The lines to extract run from the first line of the entries through the line that contains "use tracing_subscriber::filter::LevelFilter;"; reproduce exactly those lines and no others.

### INPUT RECORDS

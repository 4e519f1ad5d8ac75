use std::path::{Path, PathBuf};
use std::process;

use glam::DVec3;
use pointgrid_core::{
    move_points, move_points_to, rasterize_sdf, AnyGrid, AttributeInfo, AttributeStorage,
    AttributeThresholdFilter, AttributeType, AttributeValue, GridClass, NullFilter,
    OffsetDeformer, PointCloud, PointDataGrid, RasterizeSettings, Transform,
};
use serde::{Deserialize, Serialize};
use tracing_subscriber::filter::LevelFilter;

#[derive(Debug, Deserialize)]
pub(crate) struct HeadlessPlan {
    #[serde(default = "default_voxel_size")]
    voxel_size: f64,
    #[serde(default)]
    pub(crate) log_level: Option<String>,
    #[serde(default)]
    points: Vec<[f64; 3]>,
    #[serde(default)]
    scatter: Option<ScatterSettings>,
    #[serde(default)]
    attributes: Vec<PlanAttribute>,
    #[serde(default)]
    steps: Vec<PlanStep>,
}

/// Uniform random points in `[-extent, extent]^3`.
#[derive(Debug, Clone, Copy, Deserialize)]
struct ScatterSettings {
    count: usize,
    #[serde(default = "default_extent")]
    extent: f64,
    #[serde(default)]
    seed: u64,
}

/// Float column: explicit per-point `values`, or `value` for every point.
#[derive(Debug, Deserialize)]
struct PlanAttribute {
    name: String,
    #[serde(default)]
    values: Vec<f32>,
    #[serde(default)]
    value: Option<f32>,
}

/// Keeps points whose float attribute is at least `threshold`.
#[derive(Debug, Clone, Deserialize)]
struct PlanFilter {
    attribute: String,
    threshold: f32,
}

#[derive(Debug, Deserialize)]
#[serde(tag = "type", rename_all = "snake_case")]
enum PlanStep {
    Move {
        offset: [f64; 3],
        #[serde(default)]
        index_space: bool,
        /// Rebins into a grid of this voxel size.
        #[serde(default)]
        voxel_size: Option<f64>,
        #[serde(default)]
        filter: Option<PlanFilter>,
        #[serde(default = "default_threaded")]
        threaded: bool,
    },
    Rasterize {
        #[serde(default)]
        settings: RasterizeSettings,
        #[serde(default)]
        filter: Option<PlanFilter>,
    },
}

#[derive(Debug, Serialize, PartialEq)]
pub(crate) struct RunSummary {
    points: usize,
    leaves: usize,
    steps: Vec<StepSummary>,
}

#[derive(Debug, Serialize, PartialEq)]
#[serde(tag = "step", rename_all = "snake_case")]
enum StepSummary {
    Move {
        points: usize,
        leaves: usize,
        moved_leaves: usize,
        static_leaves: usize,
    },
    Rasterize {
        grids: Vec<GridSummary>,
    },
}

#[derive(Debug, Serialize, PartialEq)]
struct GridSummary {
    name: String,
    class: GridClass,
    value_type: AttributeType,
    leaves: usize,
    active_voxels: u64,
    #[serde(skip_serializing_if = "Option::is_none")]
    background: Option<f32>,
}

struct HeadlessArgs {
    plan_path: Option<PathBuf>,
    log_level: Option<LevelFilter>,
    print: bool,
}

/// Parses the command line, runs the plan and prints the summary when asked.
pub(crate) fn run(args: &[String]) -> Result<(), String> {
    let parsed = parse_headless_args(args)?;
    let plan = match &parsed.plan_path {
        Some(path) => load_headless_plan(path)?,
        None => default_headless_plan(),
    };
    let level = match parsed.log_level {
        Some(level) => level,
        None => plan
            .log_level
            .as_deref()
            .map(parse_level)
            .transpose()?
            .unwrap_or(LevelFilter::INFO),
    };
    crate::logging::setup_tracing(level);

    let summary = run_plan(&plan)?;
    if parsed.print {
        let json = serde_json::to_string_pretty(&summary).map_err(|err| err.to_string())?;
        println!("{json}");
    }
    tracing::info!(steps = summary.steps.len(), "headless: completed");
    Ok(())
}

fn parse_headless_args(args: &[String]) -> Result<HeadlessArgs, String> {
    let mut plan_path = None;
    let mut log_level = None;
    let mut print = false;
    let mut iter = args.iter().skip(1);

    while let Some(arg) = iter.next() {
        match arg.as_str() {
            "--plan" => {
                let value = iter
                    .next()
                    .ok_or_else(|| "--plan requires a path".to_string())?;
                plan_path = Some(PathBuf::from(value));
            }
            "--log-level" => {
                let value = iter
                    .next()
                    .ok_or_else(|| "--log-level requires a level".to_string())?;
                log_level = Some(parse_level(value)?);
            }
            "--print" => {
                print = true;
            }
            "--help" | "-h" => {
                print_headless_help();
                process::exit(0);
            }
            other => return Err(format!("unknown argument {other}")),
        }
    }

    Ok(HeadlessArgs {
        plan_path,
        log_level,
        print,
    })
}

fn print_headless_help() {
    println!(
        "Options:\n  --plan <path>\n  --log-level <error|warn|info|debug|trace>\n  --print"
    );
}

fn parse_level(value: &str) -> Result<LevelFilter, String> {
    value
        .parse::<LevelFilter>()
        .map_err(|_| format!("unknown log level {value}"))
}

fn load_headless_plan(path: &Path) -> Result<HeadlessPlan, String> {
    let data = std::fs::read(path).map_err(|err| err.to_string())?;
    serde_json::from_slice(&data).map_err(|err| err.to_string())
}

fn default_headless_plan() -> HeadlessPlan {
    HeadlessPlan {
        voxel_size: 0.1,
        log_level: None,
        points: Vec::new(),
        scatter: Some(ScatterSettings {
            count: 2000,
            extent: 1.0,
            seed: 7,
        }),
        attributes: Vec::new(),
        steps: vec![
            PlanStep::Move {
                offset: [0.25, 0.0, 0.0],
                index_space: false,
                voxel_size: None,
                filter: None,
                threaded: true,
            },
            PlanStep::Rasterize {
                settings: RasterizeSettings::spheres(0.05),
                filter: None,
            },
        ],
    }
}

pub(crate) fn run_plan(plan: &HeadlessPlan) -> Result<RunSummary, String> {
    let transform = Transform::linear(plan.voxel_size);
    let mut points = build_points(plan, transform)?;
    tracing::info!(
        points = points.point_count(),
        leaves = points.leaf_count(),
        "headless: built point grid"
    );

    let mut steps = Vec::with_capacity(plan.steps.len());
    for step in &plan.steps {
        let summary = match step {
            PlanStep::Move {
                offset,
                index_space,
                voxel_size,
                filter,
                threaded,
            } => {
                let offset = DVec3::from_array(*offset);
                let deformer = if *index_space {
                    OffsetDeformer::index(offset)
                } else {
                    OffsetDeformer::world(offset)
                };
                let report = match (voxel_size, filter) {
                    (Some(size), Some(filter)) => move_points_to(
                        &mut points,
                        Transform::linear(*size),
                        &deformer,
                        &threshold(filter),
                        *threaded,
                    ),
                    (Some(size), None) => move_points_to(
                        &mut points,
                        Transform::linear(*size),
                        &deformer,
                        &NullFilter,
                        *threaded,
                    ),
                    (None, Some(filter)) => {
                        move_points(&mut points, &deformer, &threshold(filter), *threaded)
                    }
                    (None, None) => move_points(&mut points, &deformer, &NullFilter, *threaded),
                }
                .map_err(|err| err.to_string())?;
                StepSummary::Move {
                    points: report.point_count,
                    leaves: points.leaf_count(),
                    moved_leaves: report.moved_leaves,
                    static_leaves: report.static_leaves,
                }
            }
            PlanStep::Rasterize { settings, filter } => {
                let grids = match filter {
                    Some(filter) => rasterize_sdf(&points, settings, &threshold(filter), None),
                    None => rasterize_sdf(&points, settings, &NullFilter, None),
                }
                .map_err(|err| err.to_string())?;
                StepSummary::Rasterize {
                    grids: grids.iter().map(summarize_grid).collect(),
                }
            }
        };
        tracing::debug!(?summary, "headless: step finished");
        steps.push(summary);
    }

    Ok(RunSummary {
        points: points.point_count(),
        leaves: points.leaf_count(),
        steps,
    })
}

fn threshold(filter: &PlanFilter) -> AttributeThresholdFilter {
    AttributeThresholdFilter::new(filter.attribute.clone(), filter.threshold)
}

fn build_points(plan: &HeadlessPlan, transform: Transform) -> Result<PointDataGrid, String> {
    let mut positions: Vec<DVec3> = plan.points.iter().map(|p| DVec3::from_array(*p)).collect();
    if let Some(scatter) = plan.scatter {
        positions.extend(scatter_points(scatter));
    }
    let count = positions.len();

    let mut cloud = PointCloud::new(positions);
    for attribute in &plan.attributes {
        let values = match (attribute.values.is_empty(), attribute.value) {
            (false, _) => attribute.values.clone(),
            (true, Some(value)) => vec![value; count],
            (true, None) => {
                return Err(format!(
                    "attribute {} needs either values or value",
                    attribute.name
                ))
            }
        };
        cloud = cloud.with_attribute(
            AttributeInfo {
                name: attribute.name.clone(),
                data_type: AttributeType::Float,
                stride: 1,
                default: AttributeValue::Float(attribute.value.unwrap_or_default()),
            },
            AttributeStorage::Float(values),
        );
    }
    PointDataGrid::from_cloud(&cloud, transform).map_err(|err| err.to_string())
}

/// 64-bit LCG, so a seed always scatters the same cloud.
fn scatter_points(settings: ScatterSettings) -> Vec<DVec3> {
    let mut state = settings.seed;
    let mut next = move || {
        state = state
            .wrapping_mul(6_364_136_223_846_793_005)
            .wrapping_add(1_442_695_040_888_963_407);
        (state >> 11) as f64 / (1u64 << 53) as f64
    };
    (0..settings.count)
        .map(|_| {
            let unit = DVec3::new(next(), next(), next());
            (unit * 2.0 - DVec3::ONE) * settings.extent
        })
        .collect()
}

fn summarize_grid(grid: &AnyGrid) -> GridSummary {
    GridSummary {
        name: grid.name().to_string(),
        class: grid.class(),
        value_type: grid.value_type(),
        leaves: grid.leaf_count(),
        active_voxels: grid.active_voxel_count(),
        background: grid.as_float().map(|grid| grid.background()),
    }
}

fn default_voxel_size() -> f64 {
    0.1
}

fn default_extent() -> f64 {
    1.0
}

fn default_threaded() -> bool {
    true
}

######

ANSWER =
repository 4e519f1ad5d8ac75
use std::path::{Path, PathBuf};
use std::process;

use glam::DVec3;
use pointgrid_core::{
    move_points, move_points_to, rasterize_sdf, AnyGrid, AttributeInfo, AttributeStorage,
    AttributeThresholdFilter, AttributeType, AttributeValue, GridClass, NullFilter,
    OffsetDeformer, PointCloud, PointDataGrid, RasterizeSettings, Transform,
};
use serde::{Deserialize, Serialize};
use tracing_subscriber::filter::LevelFilter;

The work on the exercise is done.